§ TASK STATEMENT: All of the data is to be copied word for word.

§ STORED DATA:
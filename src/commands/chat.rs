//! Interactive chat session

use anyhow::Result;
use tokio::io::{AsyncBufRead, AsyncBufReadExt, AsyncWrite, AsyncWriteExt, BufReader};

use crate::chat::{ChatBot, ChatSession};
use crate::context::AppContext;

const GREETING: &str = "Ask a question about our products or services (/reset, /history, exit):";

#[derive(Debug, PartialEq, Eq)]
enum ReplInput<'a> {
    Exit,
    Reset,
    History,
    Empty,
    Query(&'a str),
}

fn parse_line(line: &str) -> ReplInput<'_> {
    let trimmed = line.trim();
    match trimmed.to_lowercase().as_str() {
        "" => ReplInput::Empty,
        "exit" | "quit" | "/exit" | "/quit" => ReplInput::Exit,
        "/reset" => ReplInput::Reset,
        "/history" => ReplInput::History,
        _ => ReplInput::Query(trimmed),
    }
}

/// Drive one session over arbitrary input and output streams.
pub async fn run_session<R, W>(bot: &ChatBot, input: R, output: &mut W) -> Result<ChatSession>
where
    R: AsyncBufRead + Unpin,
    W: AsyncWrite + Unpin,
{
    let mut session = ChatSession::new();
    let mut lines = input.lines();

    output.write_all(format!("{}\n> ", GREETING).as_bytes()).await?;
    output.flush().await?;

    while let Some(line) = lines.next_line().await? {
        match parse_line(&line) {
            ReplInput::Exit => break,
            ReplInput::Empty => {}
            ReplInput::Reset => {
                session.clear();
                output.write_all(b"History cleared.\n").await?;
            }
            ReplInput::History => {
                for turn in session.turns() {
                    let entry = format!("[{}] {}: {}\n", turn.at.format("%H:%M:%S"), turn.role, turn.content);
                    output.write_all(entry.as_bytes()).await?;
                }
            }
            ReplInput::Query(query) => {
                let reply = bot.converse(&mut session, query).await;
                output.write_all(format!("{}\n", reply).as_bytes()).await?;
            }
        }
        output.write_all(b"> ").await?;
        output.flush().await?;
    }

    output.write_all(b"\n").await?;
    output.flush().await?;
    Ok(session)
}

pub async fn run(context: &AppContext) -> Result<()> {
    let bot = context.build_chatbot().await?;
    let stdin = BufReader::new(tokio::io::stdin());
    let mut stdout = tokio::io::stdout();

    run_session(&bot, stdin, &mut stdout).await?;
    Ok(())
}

§ OUTPUT FOR THIS TASK:
filename src/commands/chat.rs
//! Interactive chat session

use anyhow::Result;
use tokio::io::{AsyncBufRead, AsyncBufReadExt, AsyncWrite, AsyncWriteExt, BufReader};

use crate::chat::{ChatBot, ChatSession};
use crate::context::AppContext;

const GREETING: &str = "Ask a question about our products or services (/reset, /history, exit):";

#[derive(Debug, PartialEq, Eq)]
enum ReplInput<'a> {
    Exit,
    Reset,
    History,
    Empty,
    Query(&'a str),
}

fn parse_line(line: &str) -> ReplInput<'_> {
    let trimmed = line.trim();
    match trimmed.to_lowercase().as_str() {
        "" => ReplInput::Empty,
        "exit" | "quit" | "/exit" | "/quit" => ReplInput::Exit,
        "/reset" => ReplInput::Reset,
        "/history" => ReplInput::History,
        _ => ReplInput::Query(trimmed),
    }
}

/// Drive one session over arbitrary input and output streams.
pub async fn run_session<R, W>(bot: &ChatBot, input: R, output: &mut W) -> Result<ChatSession>
where
    R: AsyncBufRead + Unpin,
    W: AsyncWrite + Unpin,
{
    let mut session = ChatSession::new();
    let mut lines = input.lines();

    output.write_all(format!("{}\n> ", GREETING).as_bytes()).await?;
    output.flush().await?;

    while let Some(line) = lines.next_line().await? {
        match parse_line(&line) {
            ReplInput::Exit => break,
            ReplInput::Empty => {}
            ReplInput::Reset => {
                session.clear();
                output.write_all(b"History cleared.\n").await?;
            }
            ReplInput::History => {
                for turn in session.turns() {
                    let entry = format!("[{}] {}: {}\n", turn.at.format("%H:%M:%S"), turn.role, turn.content);
                    output.write_all(entry.as_bytes()).await?;
                }
            }
            ReplInput::Query(query) => {
                let reply = bot.converse(&mut session, query).await;
                output.write_all(format!("{}\n", reply).as_bytes()).await?;
            }
        }
        output.write_all(b"> ").await?;
        output.flush().await?;
    }

    output.write_all(b"\n").await?;
    output.flush().await?;
    Ok(session)
}

pub async fn run(context: &AppContext) -> Result<()> {
    let bot = context.build_chatbot().await?;
    let stdin = BufReader::new(tokio::io::stdin());
    let mut stdout = tokio::io::stdout();

    run_session(&bot, stdin, &mut stdout).await?;
    Ok(())
}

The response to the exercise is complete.